What happened next: the Maidan uprising in 2014, the annexation of Crimea by Russia, the war in eastern Ukraine, the downing of flight MH17, the Russian invasion in 2022. “Debaltseve was bombed in January 2015. There is almost nothing left of it. I couldn’t go there anymore. In this way, world history constantly entered my search, while my project was not political at all. I wondered: should I still continue, under these circumstances? As if someone is waiting there in times of unrest and war for a photographer who goes in search of her roots.”
Their lives, their struggle
Versluis decided to travel to Kyiv in 2016 to scatter her grandmother’s ashes in the Dnieper. “A symbolic act, the river flows all over the country, at least somewhat close to my grandmother’s hometown in the south.” And she decided to give her project a different twist: “I contacted people who had fled Debaltseve in 2015 and had built a new life elsewhere, initially in other cities in the Donbas, after February 2022 also outside Ukraine.”
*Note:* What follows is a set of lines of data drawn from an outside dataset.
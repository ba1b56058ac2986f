//! FAQ dataset ingestion
//!
//! Accepts either a JSON array (plain strings or `{question, answer}`
//! objects) or a text file with one record per line.


use std::path::Path;

use serde::Deserialize;
use tracing::info;

use super::{IngestPipeline, IngestSummary};
use crate::{RagError, Result};

#[derive(Debug, Deserialize)]
#[serde(untagged)]
enum FaqEntry {
    Text(String),
    Pair {
        question: String,
        #[serde(default)]
        answer: Option<String>,
    },
}

impl FaqEntry {
    fn into_text(self) -> String {
        match self {
            Self::Text(text) => text,
            Self::Pair {
                question,
                answer: Some(answer),
            } if !answer.trim().is_empty() => format!("{}\n{}", question.trim(), answer.trim()),
            Self::Pair { question, .. } => question,
        }
    }
}

/// Read the records of a FAQ dataset file.
///
/// Blank records are dropped here so that indices in later skip reports
/// refer to real entries.
#[inline]
pub fn load_dataset(path: &Path) -> Result<Vec<String>> {
    let content = std::fs::read_to_string(path)?;

    let is_json = path
        .extension()
        .and_then(|ext| ext.to_str())
        .is_some_and(|ext| ext.eq_ignore_ascii_case("json"));

    let records: Vec<String> = if is_json {
        let entries: Vec<FaqEntry> = serde_json::from_str(&content).map_err(|e| {
            RagError::Config(format!(
                "Invalid FAQ dataset {}: {}",
                path.display(),
                e
            ))
        })?;
        entries.into_iter().map(FaqEntry::into_text).collect()
    } else {
        content.lines().map(str::to_string).collect()
    };

    Ok(records
        .into_iter()
        .map(|record| record.trim().to_string())
        .filter(|record| !record.is_empty())
        .collect())
}

/// Loads a static FAQ dataset into its collection
pub struct FaqIngestor {
    pipeline: IngestPipeline,
}

impl FaqIngestor {
    #[inline]
    pub fn new(pipeline: IngestPipeline) -> Self {
        Self { pipeline }
    }

    /// Load `path` and ingest every record in it
    #[inline]
    pub async fn ingest_file(&self, path: &Path) -> Result<IngestSummary> {
        let records = load_dataset(path)?;
        info!(
            "Loaded {} FAQ records from {}",
            records.len(),
            path.display()
        );
        self.ingest_texts(records).await
    }

    #[inline]
    pub async fn ingest_texts(&self, texts: Vec<String>) -> Result<IngestSummary> {
        if texts.is_empty() {
            return Err(RagError::Ingest {
                collection: self.pipeline.collection_name().to_string(),
                failed: Vec::new(),
                reason: "FAQ dataset contains no records".to_string(),
            });
        }
        self.pipeline.run(texts, None).await
    }
}
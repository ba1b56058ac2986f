// LanceDB vector database module
// Named collections of embedded texts with top-k similarity search


pub mod collection;
pub mod vector_store;

use std::fmt;
use std::str::FromStr;

use serde::{Deserialize, Serialize};

pub use collection::VectorCollection;
pub use vector_store::VectorStore;

/// Similarity metric a collection is searched with
#[derive(Debug, Clone, Copy, PartialEq, Eq, Serialize, Deserialize)]
#[serde(rename_all = "lowercase")]
pub enum DistanceMetric {
    Cosine,
    L2,
    Dot,
}

impl DistanceMetric {
    #[inline]
    pub fn as_str(self) -> &'static str {
        match self {
            Self::Cosine => "cosine",
            Self::L2 => "l2",
            Self::Dot => "dot",
        }
    }

    #[inline]
    pub fn distance_type(self) -> lancedb::DistanceType {
        match self {
            Self::Cosine => lancedb::DistanceType::Cosine,
            Self::L2 => lancedb::DistanceType::L2,
            Self::Dot => lancedb::DistanceType::Dot,
        }
    }

    /// Convert a raw distance into a score where higher is better
    #[inline]
    pub fn similarity(self, distance: f32) -> f32 {
        match self {
            Self::Cosine | Self::Dot => 1.0 - distance,
            Self::L2 => 1.0 / (1.0 + distance),
        }
    }
}

impl fmt::Display for DistanceMetric {
    #[inline]
    fn fmt(&self, f: &mut fmt::Formatter<'_>) -> fmt::Result {
        f.write_str(self.as_str())
    }
}

impl FromStr for DistanceMetric {
    type Err = String;

    #[inline]
    fn from_str(s: &str) -> Result<Self, Self::Err> {
        match s.to_ascii_lowercase().as_str() {
            "cosine" => Ok(Self::Cosine),
            "l2" | "euclidean" => Ok(Self::L2),
            "dot" => Ok(Self::Dot),
            other => Err(format!("unknown distance metric: {other}")),
        }
    }
}

/// A stored embedding and the text it was produced from
#[derive(Debug, Clone, PartialEq, Serialize, Deserialize)]
pub struct Record {
    /// Unique identifier for this record
    pub id: String,
    /// Position in insertion order within its collection
    pub seq: u64,
    pub vector: Vec<f32>,
    /// The text the vector was embedded from, returned verbatim on retrieval
    pub text: String,
    /// Optional free-form metadata supplied at ingestion
    pub metadata: Option<serde_json::Value>,
    /// RFC 3339 timestamp of the ingest batch that wrote this record
    pub created_at: String,
}

/// One ranked hit from a similarity query
#[derive(Debug, Clone)]
pub struct SearchResult {
    pub record: Record,
    pub similarity_score: f32,
    pub distance: f32,
}

/// Shape of an existing collection
#[derive(Debug, Clone, PartialEq, Eq, Serialize)]
pub struct CollectionInfo {
    pub name: String,
    pub dimension: usize,
    pub metric: DistanceMetric,
}

/// Outcome of a successful ingest batch
#[derive(Debug, Clone, PartialEq, Eq)]
pub struct IngestReport {
    pub collection: String,
    pub ids: Vec<String>,
    pub first_seq: u64,
}

impl IngestReport {
    #[inline]
    pub fn inserted(&self) -> usize {
        self.ids.len()
    }
}
// Embeddings module
// Text-to-vector backends behind a common trait


pub mod hashing;
pub mod ollama;

use std::fmt;
use std::sync::Arc;

use crate::config::{Config, EmbeddingBackend};
use crate::{RagError, Result};

pub use hashing::HashingEmbedder;
pub use ollama::OllamaClient;

/// A fixed-length embedding produced by one model version
pub type EmbeddingVector = Vec<f32>;

/// Turns text into fixed-dimension vectors.
///
/// Implementations are deterministic for a fixed model version and
/// preserve input order. Expensive model state is loaded lazily on the
/// first call and reused afterwards.
pub trait Embedder: Send + Sync + fmt::Debug {
    /// Embed a batch of texts, one vector per input, in input order
    fn embed(&self, texts: &[String]) -> Result<Vec<EmbeddingVector>>;

    /// Embed a single query string
    #[inline]
    fn embed_query(&self, text: &str) -> Result<EmbeddingVector> {
        self.embed(&[text.to_string()])?
            .pop()
            .ok_or_else(|| RagError::Embedding("embedder returned no vector".to_string()))
    }

    /// Length of every vector this embedder produces
    fn dimension(&self) -> usize;

    /// Identifier of the model version behind this embedder
    fn model_name(&self) -> &str;
}

/// Reject input that no backend can encode
#[inline]
pub fn validate_text(text: &str) -> Result<()> {
    if text.trim().is_empty() {
        return Err(RagError::Embedding(
            "cannot embed empty or whitespace-only text".to_string(),
        ));
    }
    Ok(())
}

/// Build the configured embedding backend.
///
/// Call once per process and share the handle; the Ollama backend
/// caches its model check for the lifetime of the returned value.
#[inline]
pub fn build_embedder(config: &Config) -> Result<Arc<dyn Embedder>> {
    let dimension = config.embedding.dimension as usize;
    match config.embedding.backend {
        EmbeddingBackend::Ollama => {
            let client = OllamaClient::new(&config.ollama, dimension)
                .map_err(|e| RagError::Config(format!("{e:#}")))?;
            Ok(Arc::new(client))
        }
        EmbeddingBackend::Hashing => Ok(Arc::new(HashingEmbedder::new(dimension)?)),
    }
}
Between 2017 and 2018, Versluis followed three families who had to reshape their lives. Natalia who leaves with her husband Zhenya and their children to another city, sets up a pole dance studio there and eventually ends up in Poland. Svetlana’s family who fled Debaltseve during fierce firefights, in which her husband was seriously injured, and now live in Kharkiv. Oksana, who eventually ends up in Slovakia with her sons via Transcarpathia and Lviv.